• [Activity]
Two lines mark the range in the entries below: the one holding "async fn test_request_timeout_is_execution_failure()" and the one holding "let err = tool(&config)". Set down those two and all lines between them, exactly.

Extracted data entries
▽

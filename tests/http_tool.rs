use std::collections::HashMap;
use std::sync::Arc;
use std::time::Duration;

use serde_json::json;
use tokio_util::sync::CancellationToken;
use wiremock::matchers::{body_json, header, method, path};
use wiremock::{Mock, MockServer, ResponseTemplate};

use waav_session::core::tools::{HttpTool, HttpToolConfig, ToolError, ToolHandler};

fn config(server: &MockServer, route: &str) -> HttpToolConfig {
    HttpToolConfig {
        name: "lookup_order".to_string(),
        description: "Look up an order".to_string(),
        parameters: None,
        url: format!("{}{route}", server.uri()),
        timeout_seconds: None,
        dangerous: false,
        headers: HashMap::new(),
    }
}

fn tool(config: &HttpToolConfig) -> HttpTool {
    HttpTool::from_config(reqwest::Client::new(), config).unwrap()
}

#[tokio::test]
async fn test_posts_arguments_and_returns_json() {
    let server = MockServer::start().await;
    Mock::given(method("POST"))
        .and(path("/orders"))
        .and(body_json(json!({"order_id": "A-17"})))
        .respond_with(ResponseTemplate::new(200).set_body_json(json!({"status": "shipped"})))
        .expect(1)
        .mount(&server)
        .await;

    let output = tool(&config(&server, "/orders"))
        .call(json!({"order_id": "A-17"}), CancellationToken::new())
        .await
        .unwrap();
    assert_eq!(output, json!({"status": "shipped"}));
}

#[tokio::test]
async fn test_plain_text_body_becomes_string() {
    let server = MockServer::start().await;
    Mock::given(method("POST"))
        .and(path("/ping"))
        .respond_with(ResponseTemplate::new(200).set_body_string("pong"))
        .mount(&server)
        .await;

    let output = tool(&config(&server, "/ping"))
        .call(json!({}), CancellationToken::new())
        .await
        .unwrap();
    assert_eq!(output, json!("pong"));
}

#[tokio::test]
async fn test_configured_headers_are_sent() {
    let server = MockServer::start().await;
    Mock::given(method("POST"))
        .and(path("/secure"))
        .and(header("x-api-key", "secret-key"))
        .respond_with(ResponseTemplate::new(200).set_body_json(json!({"ok": true})))
        .expect(1)
        .mount(&server)
        .await;

    let mut config = config(&server, "/secure");
    config
        .headers
        .insert("x-api-key".to_string(), "secret-key".to_string());
    let output = tool(&config)
        .call(json!({}), CancellationToken::new())
        .await
        .unwrap();
    assert_eq!(output["ok"], true);

    let rendered = serde_json::to_string(&config).unwrap();
    assert!(!rendered.contains("secret-key"));
}

#[tokio::test]
async fn test_error_status_is_execution_failure() {
    let server = MockServer::start().await;
    Mock::given(method("POST"))
        .and(path("/orders"))
        .respond_with(ResponseTemplate::new(503).set_body_string("maintenance"))
        .mount(&server)
        .await;

    let err = tool(&config(&server, "/orders"))
        .call(json!({}), CancellationToken::new())
        .await
        .unwrap_err();
    match err {
        ToolError::Execution(message) => {
            assert!(message.contains("503"));
            assert!(message.contains("maintenance"));
        }
        other => panic!("unexpected error {other:?}"),
    }
}

#[tokio::test]
async fn test_request_timeout_is_execution_failure() {
    let server = MockServer::start().await;
    Mock::given(method("POST"))
        .and(path("/slow"))
        .respond_with(ResponseTemplate::new(200).set_delay(Duration::from_secs(3)))
        .mount(&server)
        .await;

    let mut config = config(&server, "/slow");
    config.timeout_seconds = Some(1);
    let err = tool(&config)
        .call(json!({}), CancellationToken::new())
        .await
        .unwrap_err();
    assert!(matches!(err, ToolError::Execution(_)));
}

#[tokio::test]
async fn test_cancellation_stops_request() {
    let server = MockServer::start().await;
    Mock::given(method("POST"))
        .and(path("/slow"))
        .respond_with(ResponseTemplate::new(200).set_delay(Duration::from_secs(10)))
        .mount(&server)
        .await;

    let tool = Arc::new(tool(&config(&server, "/slow")));
    let cancel = CancellationToken::new();
    let call = {
        let tool = tool.clone();
        let cancel = cancel.clone();
        tokio::spawn(async move { tool.call(json!({}), cancel).await })
    };
    tokio::time::sleep(Duration::from_millis(100)).await;
    cancel.cancel();

    let result = tokio::time::timeout(Duration::from_secs(2), call)
        .await
        .unwrap()
        .unwrap();
    assert_eq!(result, Err(ToolError::Cancelled));
}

△

• [Solution to this problem]
async fn test_request_timeout_is_execution_failure() {
    let server = MockServer::start().await;
    Mock::given(method("POST"))
        .and(path("/slow"))
        .respond_with(ResponseTemplate::new(200).set_delay(Duration::from_secs(3)))
        .mount(&server)
        .await;

    let mut config = config(&server, "/slow");
    config.timeout_seconds = Some(1);
    let err = tool(&config)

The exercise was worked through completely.